To determine the impact of nighttime intensive care unit (ICU) discharge on patient outcome.
Multiple-center, retrospective observational cohort study.
We used a prospectively collected dataset containing information on 79,090 consecutive admissions from 31 Canadian community and teaching hospitals.
Measurements and Main Results:
Patients were categorized according to the time of ICU discharge into daytime (07:00–20:59) and nighttime (21:00–06:59). Admissions were excluded if the patients were a) ≤16 yrs of age (392); b) admitted following cardiac surgery (6,641); c) admitted following the initial admission for patients readmitted to the ICU within the same hospital stay (3,632); d) admitted due to a lack of available ward or specialty care beds (457); or c) transferred to another acute care facility (7,724).

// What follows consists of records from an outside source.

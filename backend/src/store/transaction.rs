//! Optimistic multi-record transactions over a [`LedgerStore`]
//!
//! A [`Transaction`] records the version of every record it reads and
//! buffers every write. Committing turns the read set into preconditions,
//! so the writes land only if nothing the transaction looked at changed in
//! the meantime. [`run_atomic`] retries the whole unit of work when that
//! check fails.

use std::collections::{BTreeMap, HashMap};
use std::sync::Arc;
use std::time::Duration;

use futures::future::BoxFuture;
use shared::{Distribution, HarvestBatch};
use uuid::Uuid;

use super::{ChangeSet, LedgerStore, Mutation, Precondition, RecordKey, StoreError, StoreResult};
use crate::config::LedgerConfig;
use crate::error::{AppError, AppResult};

/// Retry and timeout policy for [`run_atomic`]
#[derive(Debug, Clone)]
pub struct TransactionConfig {
    /// Attempts before giving up with `TransactionConflict`
    pub max_attempts: u32,
    /// Upper bound on a single attempt, commit included
    pub attempt_timeout: Duration,
    /// Delay before the first retry; doubles after each conflict
    pub retry_backoff: Duration,
    pub max_backoff: Duration,
}

impl Default for TransactionConfig {
    fn default() -> Self {
        Self {
            max_attempts: 10,
            attempt_timeout: Duration::from_secs(5),
            retry_backoff: Duration::from_millis(5),
            max_backoff: Duration::from_millis(250),
        }
    }
}

impl From<&LedgerConfig> for TransactionConfig {
    fn from(config: &LedgerConfig) -> Self {
        Self {
            max_attempts: config.max_attempts,
            attempt_timeout: Duration::from_millis(config.attempt_timeout_ms),
            retry_backoff: Duration::from_millis(config.retry_backoff_ms),
            ..Self::default()
        }
    }
}

#[derive(Debug, Clone)]
enum Pending<T> {
    Put(T),
    Delete,
}

/// Handle passed to the unit of work in [`run_atomic`].
///
/// Reads see the transaction's own buffered writes. Reading the same record
/// twice at different versions fails with a conflict straight away.
pub struct Transaction {
    store: Arc<dyn LedgerStore>,
    reads: HashMap<RecordKey, Option<u64>>,
    batches: BTreeMap<Uuid, Pending<HarvestBatch>>,
    distributions: BTreeMap<Uuid, Pending<Distribution>>,
}

impl Transaction {
    pub fn new(store: Arc<dyn LedgerStore>) -> Self {
        Self {
            store,
            reads: HashMap::new(),
            batches: BTreeMap::new(),
            distributions: BTreeMap::new(),
        }
    }

    fn record_read(&mut self, key: RecordKey, version: Option<u64>) -> StoreResult<()> {
        match self.reads.get(&key) {
            Some(seen) if *seen != version => {
                Err(StoreError::Conflict(format!("{} changed during transaction", key)))
            }
            Some(_) => Ok(()),
            None => {
                self.reads.insert(key, version);
                Ok(())
            }
        }
    }

    pub async fn batch_by_id(&mut self, id: Uuid) -> StoreResult<Option<HarvestBatch>> {
        if let Some(pending) = self.batches.get(&id) {
            return Ok(match pending {
                Pending::Put(batch) => Some(batch.clone()),
                Pending::Delete => None,
            });
        }
        let found = self.store.get_batch_by_id(id).await?;
        self.record_read(RecordKey::Batch(id), found.as_ref().map(|v| v.version))?;
        Ok(found.map(|v| v.record))
    }

    pub async fn batch_by_seed_batch_id(
        &mut self,
        seed_batch_id: &str,
    ) -> StoreResult<Option<HarvestBatch>> {
        let buffered = self.batches.values().find_map(|pending| match pending {
            Pending::Put(batch) if batch.seed_batch_id == seed_batch_id => Some(batch.clone()),
            _ => None,
        });
        if buffered.is_some() {
            return Ok(buffered);
        }

        let Some(found) = self.store.get_batch_by_seed_batch_id(seed_batch_id).await? else {
            return Ok(None);
        };
        self.record_read(RecordKey::Batch(found.record.id), Some(found.version))?;
        if self.batches.contains_key(&found.record.id) {
            // Renamed or deleted earlier in this transaction
            return Ok(None);
        }
        Ok(Some(found.record))
    }

    pub async fn distribution_by_id(&mut self, id: Uuid) -> StoreResult<Option<Distribution>> {
        if let Some(pending) = self.distributions.get(&id) {
            return Ok(match pending {
                Pending::Put(distribution) => Some(distribution.clone()),
                Pending::Delete => None,
            });
        }
        let found = self.store.get_distribution_by_id(id).await?;
        self.record_read(RecordKey::Distribution(id), found.as_ref().map(|v| v.version))?;
        Ok(found.map(|v| v.record))
    }

    /// Distributions currently referencing `seed_batch_id`, oldest first
    pub async fn distributions_for_seed_batch_id(
        &mut self,
        seed_batch_id: &str,
    ) -> StoreResult<Vec<Distribution>> {
        let stored = self.store.list_distributions_by_seed_batch_id(seed_batch_id).await?;
        let mut found = Vec::with_capacity(stored.len());
        for versioned in stored {
            let id = versioned.record.id;
            self.record_read(RecordKey::Distribution(id), Some(versioned.version))?;
            if !self.distributions.contains_key(&id) {
                found.push(versioned.record);
            }
        }
        found.extend(self.distributions.values().filter_map(|pending| match pending {
            Pending::Put(d) if d.seed_batch_id == seed_batch_id => Some(d.clone()),
            _ => None,
        }));
        found.sort_by(|a, b| a.created_at.cmp(&b.created_at).then(a.id.cmp(&b.id)));
        Ok(found)
    }

    pub fn put_batch(&mut self, batch: HarvestBatch) {
        self.batches.insert(batch.id, Pending::Put(batch));
    }

    pub fn delete_batch(&mut self, id: Uuid) {
        self.batches.insert(id, Pending::Delete);
    }

    pub fn put_distribution(&mut self, distribution: Distribution) {
        self.distributions.insert(distribution.id, Pending::Put(distribution));
    }

    pub fn delete_distribution(&mut self, id: Uuid) {
        self.distributions.insert(id, Pending::Delete);
    }

    pub fn has_writes(&self) -> bool {
        !self.batches.is_empty() || !self.distributions.is_empty()
    }

    /// Change set guarded by everything this transaction has read. Records
    /// written without being read first must not exist yet.
    pub fn change_set(&self) -> ChangeSet {
        let mut changes = ChangeSet::new();
        for (key, version) in &self.reads {
            changes.preconditions.push(match version {
                Some(version) => Precondition::Version(*key, *version),
                None => Precondition::Absent(*key),
            });
        }

        for (id, pending) in &self.batches {
            let key = RecordKey::Batch(*id);
            if !self.reads.contains_key(&key) {
                changes.preconditions.push(Precondition::Absent(key));
            }
            changes.mutations.push(match pending {
                Pending::Put(batch) => Mutation::PutBatch(batch.clone()),
                Pending::Delete => Mutation::DeleteBatch(*id),
            });
        }
        for (id, pending) in &self.distributions {
            let key = RecordKey::Distribution(*id);
            if !self.reads.contains_key(&key) {
                changes.preconditions.push(Precondition::Absent(key));
            }
            changes.mutations.push(match pending {
                Pending::Put(distribution) => Mutation::PutDistribution(distribution.clone()),
                Pending::Delete => Mutation::DeleteDistribution(*id),
            });
        }
        changes.preconditions.sort_by_key(Precondition::key);
        changes
    }

    /// Submit buffered writes. Read-only transactions commit trivially.
    pub async fn commit(&mut self) -> StoreResult<()> {
        if !self.has_writes() {
            return Ok(());
        }
        let changes = self.change_set();
        self.store.commit(changes).await?;
        self.batches.clear();
        self.distributions.clear();
        Ok(())
    }
}

/// Run `work` inside a fresh [`Transaction`] and commit it.
///
/// On a write conflict the whole closure runs again against fresh reads,
/// up to `config.max_attempts` times with exponential backoff. Exhausting
/// the attempts, or an attempt outliving `config.attempt_timeout`, yields
/// [`AppError::TransactionConflict`]. Any other error aborts at once with
/// nothing written.
pub async fn run_atomic<T, F>(
    store: &Arc<dyn LedgerStore>,
    config: &TransactionConfig,
    mut work: F,
) -> AppResult<T>
where
    T: Send,
    F: for<'t> FnMut(&'t mut Transaction) -> BoxFuture<'t, AppResult<T>> + Send,
{
    let max_attempts = config.max_attempts.max(1);
    let mut backoff = config.retry_backoff;

    for attempt in 1..=max_attempts {
        let mut txn = Transaction::new(Arc::clone(store));
        let outcome = tokio::time::timeout(config.attempt_timeout, async {
            let value = work(&mut txn).await?;
            txn.commit().await?;
            Ok::<T, AppError>(value)
        })
        .await;

        match outcome {
            Ok(Ok(value)) => {
                if attempt > 1 {
                    tracing::debug!(attempt, "ledger transaction committed after retry");
                }
                return Ok(value);
            }
            Ok(Err(AppError::Store(StoreError::Conflict(reason)))) => {
                tracing::warn!(attempt, max_attempts, %reason, "ledger transaction conflict");
            }
            Ok(Err(err)) => return Err(err),
            Err(_) => {
                tracing::warn!(
                    attempt,
                    timeout_ms = config.attempt_timeout.as_millis() as u64,
                    "ledger transaction timed out"
                );
                return Err(AppError::TransactionConflict);
            }
        }

        if attempt < max_attempts {
            tokio::time::sleep(backoff).await;
            backoff = (backoff * 2).min(config.max_backoff);
        }
    }

    tracing::warn!(max_attempts, "ledger transaction retries exhausted");
    Err(AppError::TransactionConflict)
}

We found that 62,056 patients were discharged to the ward following the initial ICU admission. Of the 47,062 discharges eligible for analyses, 10.1% were discharged at night. The unadjusted odds of death for patients discharged from ICU at night was 1.35 (95% confidence interval, 1.23, 1.49), compared with patients discharged during the daytime. After adjustment for illness severity, source, case-mix, age, gender, and hospital size, the mortality risk was increased by 1.22-fold (95% confidence interval, 1.10, 1.36) for nighttime discharges. Multivariate regression analysis revealed that patients discharged from the ICU at night have a significantly shorter ICU length of stay than those discharged during the day (p < .001). Whereas hospital length of stay was similar for daytime and nighttime discharges who survived hospital stay, patients discharged at night who did not survive hospital stay had a significantly shorter hospital length of stay (p = .002).
Patients discharged from the ICU at night have an increased risk of mortality compared with those discharged during the day.